課題本決定の際に大事にしていることのひとつは、できる限り古典や名著から選ぶということ。時代を超えて読み継がれる作品にはそれだけの理由と価値があると感じているからだ。文学サロン月曜会の第1回は夏目漱石の『こころ』だった。
「僕自身が漱石が好きということもありますが、めちゃくちゃ王道をやろうと思ったんです」
思想の主流がサブカルチャーに移行したいま、あえて日本文学全集、世界文学全集のようなある種の教養的なものをやっていくことに意味があると山本さんは考えている。
そして、もうひとつの大事なポイントが「脳が汗をかく」ということだ。
■「読み終えた」体験がその後の人生でフックになる
猫町読書会を始めた理由が、自分1人ではなかなか読み通せない本を仲間と一緒に読もうということにあった。世の中には、多少しんどい思いをしても読む価値のある本がたくさん存在している。だが、好きな作家の本や実用性の高い本なら1人でもどんどん読めるが、「脳に汗をかく」ような本は自分だけで読み切るにはハードルが高い。
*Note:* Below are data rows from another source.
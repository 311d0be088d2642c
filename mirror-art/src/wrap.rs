//! Greedy word wrapping against a measuring function

use crate::canvas::{Canvas, FontSpec};
use crate::error::Result;

/// Break `text` into lines no wider than `max_width`
///
/// Words are separated on whitespace and appended to the current line while
/// the measured width of the candidate line stays within `max_width`. A word
/// that is wider than `max_width` on its own still gets a line to itself.
/// The last line is always emitted, so joining the lines with single spaces
/// reproduces the input word sequence.
///
/// Errors from `measure` abort the wrap.
///
/// ```
/// use mirror_art::wrap_text;
///
/// let lines = wrap_text("aa bb cc", 5.0, |s| Ok(s.len() as f32)).unwrap();
/// assert_eq!(lines, vec!["aa bb", "cc"]);
/// ```
pub fn wrap_text<F>(text: &str, max_width: f32, mut measure: F) -> Result<Vec<String>>
where
    F: FnMut(&str) -> Result<f32>,
{
    let mut lines = Vec::new();
    let mut current = String::new();

    for word in text.split_whitespace() {
        let candidate = if current.is_empty() {
            word.to_string()
        } else {
            format!("{} {}", current, word)
        };

        if !current.is_empty() && measure(&candidate)? > max_width {
            lines.push(std::mem::replace(&mut current, word.to_string()));
        } else {
            current = candidate;
        }
    }

    if !current.is_empty() {
        lines.push(current);
    }

    Ok(lines)
}

/// [`wrap_text`] measured by a canvas with `font`
pub fn wrap_on_canvas(
    canvas: &dyn Canvas,
    text: &str,
    max_width: f32,
    font: &FontSpec,
) -> Result<Vec<String>> {
    wrap_text(text, max_width, |s| canvas.measure_text(s, font))
}

#[cfg(test)]
mod tests {
    use super::*;
    use crate::error::RenderError;

    fn char_width(s: &str) -> Result<f32> {
        Ok(s.chars().count() as f32)
    }

    #[test]
    fn test_greedy_fill() {
        let lines = wrap_text("the quick brown fox jumps", 10.0, char_width).unwrap();
        assert_eq!(lines, vec!["the quick", "brown fox", "jumps"]);
    }

    #[test]
    fn test_exact_fit_stays_on_line() {
        let lines = wrap_text("abc def", 7.0, char_width).unwrap();
        assert_eq!(lines, vec!["abc def"]);
    }

    #[test]
    fn test_oversized_word_gets_own_line() {
        let lines = wrap_text("a extraordinarily b", 5.0, char_width).unwrap();
        assert_eq!(lines, vec!["a", "extraordinarily", "b"]);
    }

    #[test]
    fn test_empty_and_whitespace() {
        assert!(wrap_text("", 100.0, char_width).unwrap().is_empty());
        assert!(wrap_text("   \n\t ", 100.0, char_width).unwrap().is_empty());
    }

    #[test]
    fn test_collapses_runs_of_whitespace() {
        let lines = wrap_text("  one   two\nthree ", 100.0, char_width).unwrap();
        assert_eq!(lines, vec!["one two three"]);
    }

    #[test]
    fn test_measure_error_propagates() {
        let result = wrap_text("one two", 100.0, |_| {
            Err(RenderError::Measure("no font".to_string()))
        });
        assert!(matches!(result, Err(RenderError::Measure(_))));
    }

    #[test]
    fn test_single_word_never_measured() {
        let mut calls = 0;
        let lines = wrap_text("solo", 1.0, |s| {
            calls += 1;
            char_width(s)
        })
        .unwrap();
        assert_eq!(lines, vec!["solo"]);
        assert_eq!(calls, 0);
    }
}
//! Admin record management
//!
//! Mounted behind [`auth_middleware`](super::auth_middleware).

use axum::{
    extract::{rejection::JsonRejection, Path, State},
    Json,
};
use mirror_common::records::{
    Gift, GiftStatus, Receipt, ReceiptStatus, Registration, RegistrationStatus,
};
use serde::Deserialize;

use super::{ApiError, ApiResult};
use crate::AppState;

/// PUT body for status changes
///
/// Authenticated requests also carry `timestamp` and `hash`; they are
/// ignored here.
#[derive(Debug, Deserialize)]
pub struct StatusUpdate {
    pub status: String,
}

fn parse_status<T>(value: &str, parse: fn(&str) -> Option<T>, allowed: &[&str]) -> ApiResult<T> {
    parse(value).ok_or_else(|| {
        ApiError::BadRequest(format!(
            "Unknown status '{}' (expected one of: {})",
            value,
            allowed.join(", ")
        ))
    })
}

// ========================================
// Receipts
// ========================================

/// GET /api/admin/receipts
pub async fn list_receipts(State(state): State<AppState>) -> ApiResult<Json<Vec<Receipt>>> {
    Ok(Json(state.receipts.list_receipts().await?))
}

/// PUT /api/admin/receipts/:id/status
pub async fn update_receipt_status(
    State(state): State<AppState>,
    Path(id): Path<String>,
    payload: Result<Json<StatusUpdate>, JsonRejection>,
) -> ApiResult<Json<Receipt>> {
    let Json(update) = payload?;
    let status = parse_status(
        &update.status,
        ReceiptStatus::from_str,
        &["pending", "completed", "refunded", "failed"],
    )?;
    Ok(Json(state.receipts.update_receipt_status(&id, status).await?))
}

/// DELETE /api/admin/receipts/:id
pub async fn delete_receipt(
    State(state): State<AppState>,
    Path(id): Path<String>,
) -> ApiResult<Json<Receipt>> {
    Ok(Json(state.receipts.delete_receipt(&id).await?))
}

// ========================================
// Gifts
// ========================================

/// GET /api/admin/gifts
pub async fn list_gifts(State(state): State<AppState>) -> ApiResult<Json<Vec<Gift>>> {
    Ok(Json(state.gifts.list_gifts().await?))
}

/// PUT /api/admin/gifts/:id/status
pub async fn update_gift_status(
    State(state): State<AppState>,
    Path(id): Path<String>,
    payload: Result<Json<StatusUpdate>, JsonRejection>,
) -> ApiResult<Json<Gift>> {
    let Json(update) = payload?;
    let status = parse_status(
        &update.status,
        GiftStatus::from_str,
        &["pending", "active", "redeemed", "cancelled"],
    )?;
    Ok(Json(state.gifts.update_gift_status(&id, status).await?))
}

/// DELETE /api/admin/gifts/:id
pub async fn delete_gift(
    State(state): State<AppState>,
    Path(id): Path<String>,
) -> ApiResult<Json<Gift>> {
    Ok(Json(state.gifts.delete_gift(&id).await?))
}

// ========================================
// Registrations
// ========================================

/// GET /api/admin/registrations
pub async fn list_registrations(
    State(state): State<AppState>,
) -> ApiResult<Json<Vec<Registration>>> {
    Ok(Json(state.registrations.list_registrations().await?))
}

/// PUT /api/admin/registrations/:id/status
pub async fn update_registration_status(
    State(state): State<AppState>,
    Path(id): Path<String>,
    payload: Result<Json<StatusUpdate>, JsonRejection>,
) -> ApiResult<Json<Registration>> {
    let Json(update) = payload?;
    let status = parse_status(
        &update.status,
        RegistrationStatus::from_str,
        &["pending", "confirmed", "cancelled"],
    )?;
    Ok(Json(
        state
            .registrations
            .update_registration_status(&id, status)
            .await?,
    ))
}

/// DELETE /api/admin/registrations/:id
pub async fn delete_registration(
    State(state): State<AppState>,
    Path(id): Path<String>,
) -> ApiResult<Json<Registration>> {
    Ok(Json(state.registrations.delete_registration(&id).await?))
}
impl GatewayProvider {
    /// Create a provider with the given configuration.
    pub fn new(config: GatewayConfig) -> Result<Self> {
        let client = Client::builder()
            .timeout(config.timeout)
            .build()
            .map_err(|e| LlmError::Config(format!("failed to build HTTP client: {e}")))?;
        Ok(Self { client, config })
    }

    /// Create a provider from environment configuration.
    pub fn from_env() -> Result<Self> {
        Self::new(GatewayConfig::from_env()?)
    }

    /// The configured default model.
    pub fn default_model(&self) -> &str {
        &self.config.default_model
    }

    fn completions_url(&self) -> String {
        format!("{}/chat/completions", self.config.base_url)
    }

    fn build_request(
        &self,
        params: &CompletionParams,
        stream: bool,
    ) -> Result<(GatewayChatRequest, ModelFamily)> {
        validate_messages(&params.messages)?;

        let family = ModelFamily::infer(&params.model);
        if family == ModelFamily::Unknown {
            tracing::warn!(model = %params.model, "unknown model family, routing as openai");
        }

        let messages = prune_images(params.messages.clone(), MAX_IMAGES);
        let messages = normalize_for_family(messages, family);

        // Per-family parameter discipline.
        let mut max_tokens = params.max_tokens;
        let mut max_completion_tokens = None;
        if params.model.to_lowercase().starts_with("gpt-5") {
            max_completion_tokens = max_tokens.take();
        } else if family == ModelFamily::Anthropic {
            max_tokens = Some(max_tokens.unwrap_or(ANTHROPIC_DEFAULT_MAX_TOKENS));
        }

        let tools: Option<Vec<serde_json::Value>> = if params.tools.is_empty() {
            None
        } else {
            Some(params.tools.iter().map(|t| t.to_openai()).collect())
        };

        Ok((
            GatewayChatRequest {
                model: params.model.clone(),
                messages,
                temperature: params.temperature,
                max_tokens,
                max_completion_tokens,
                stop: params.stop.clone(),
                stream,
                tools,
            },
            family,
        ))
    }

    async fn send(&self, body: &GatewayChatRequest, family: ModelFamily) -> Result<reqwest::Response> {
        let mut request = self
            .client
            .post(self.completions_url())
            .header("content-type", "application/json")
            .header("x-portkey-api-key", &self.config.api_key)
            .header("x-portkey-strict-open-ai-compliance", "false");

        let virtual_key = family
            .select_virtual_key(&self.config.virtual_keys)
            .map(str::to_string)
            .or_else(|| self.config.fallback_virtual_key.clone());
        if let Some(key) = virtual_key {
            request = request.header("x-portkey-virtual-key", key);
        }
        if let Some(config_id) = &self.config.config_id {
            request = request.header("x-portkey-config", config_id);
        }

        let response = request
            .json(body)
            .send()
            .await
            .map_err(|e| LlmError::provider("gateway", e.to_string()))?;

        let status = response.status();
        if !status.is_success() {
            let body = response.text().await.unwrap_or_default();
            let message = serde_json::from_str::<GatewayErrorResponse>(&body)
                .map(|e| e.error.message)
                .unwrap_or_else(|_| body.clone());
            return Err(LlmError::provider_status(
                "gateway",
                status.as_u16(),
                message,
                Some(body),
            ));
        }

        Ok(response)
    }

    /// Run a non-streaming completion and synthesize one chunk from it.
    ///
    /// Used for the Google family: its tool calls carry `thought_signature`
    /// in the function body, which only survives non-streaming responses.
    async fn complete_as_single_chunk(&self, params: &CompletionParams) -> Result<ChunkStream> {
        let response = self.completion_inner(params).await?;

        let tool_calls = response.tool_calls.map(|calls| {
            calls
                .into_iter()
                .enumerate()
                .map(|(index, call)| ToolCallDelta {
                    index,
                    id: Some(call.id),
                    call_type: Some(call.call_type),
                    function: Some(FunctionDelta {
                        name: Some(call.function.name),
                        arguments: Some(call.function.arguments),
                        thought_signature: call.function.thought_signature,
                    }),
                })
                .collect()
        });

        let chunk = StreamChunk {
            role: Some("assistant".to_string()),
            content: response.content,
            tool_calls,
            finish_reason: response.finish_reason,
            model: Some(response.model),
            id: response.id,
        };

        Ok(Box::pin(futures::stream::iter(vec![Ok(chunk)])))
    }

    async fn completion_inner(&self, params: &CompletionParams) -> Result<CompletionResponse> {
        let (body, family) = self.build_request(params, false)?;

        tracing::debug!(
            model = %body.model,
            family = family.as_str(),
            messages = body.messages.len(),
            tools = body.tools.as_ref().map(|t| t.len()).unwrap_or(0),
            "gateway completion"
        );

        let response = self.send(&body, family).await?;
        let text = response
            .text()
            .await
            .map_err(|e| LlmError::provider("gateway", e.to_string()))?;
        let parsed: GatewayChatResponse = serde_json::from_str(&text)?;

        let choice = parsed.choices.into_iter().next();
        let (content, finish_reason, tool_calls) = match choice {
            Some(c) => (
                c.message.content.map(|content| content.to_text()),
                c.finish_reason,
                c.message.tool_calls,
            ),
            None => (None, None, None),
        };

        Ok(CompletionResponse {
            content,
            finish_reason,
            model: parsed.model.unwrap_or_else(|| params.model.clone()),
            id: parsed.id,
            usage: parsed.usage,
            tool_calls,
        })
    }
}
「読書会の課題をきっかけに、そういった本に触れてみてほしい」というのが山本さんの願いだ。
カントの『純粋理性批判』を課題本にしたこともある。
「おそらくみんな、僕も含めて、ちんぷんかんぷんだったと思います」
だけど、と山本さんは続ける。
「一度でも最後まで読み切ったということが、その後の人生を変える可能性がある」
意味がよくわからないままに、ただ単に文字を追っただけであったとしても、読み終えたという記憶と何かしらの誇りのような気持ちは残る。それが、その後の人生で、ひとつのフックになる。いつかどこかのタイミングで、何か大きなものがそこにひっかかってくるかもしれない。
■読書では得られない、「読書会」ならではの面白さ
1冊の本をめぐって、不思議な現象が起こることがある。その本を読んだ感想は「つまらなかった」のに、読書会に出てみたら、すごく面白くて盛り上がったというケースだ。それが最も顕著だったのは、名古屋文学サロン月曜会の第84回、課題本はサミュエル・べケット『ゴドーを待ちながら』のときだった。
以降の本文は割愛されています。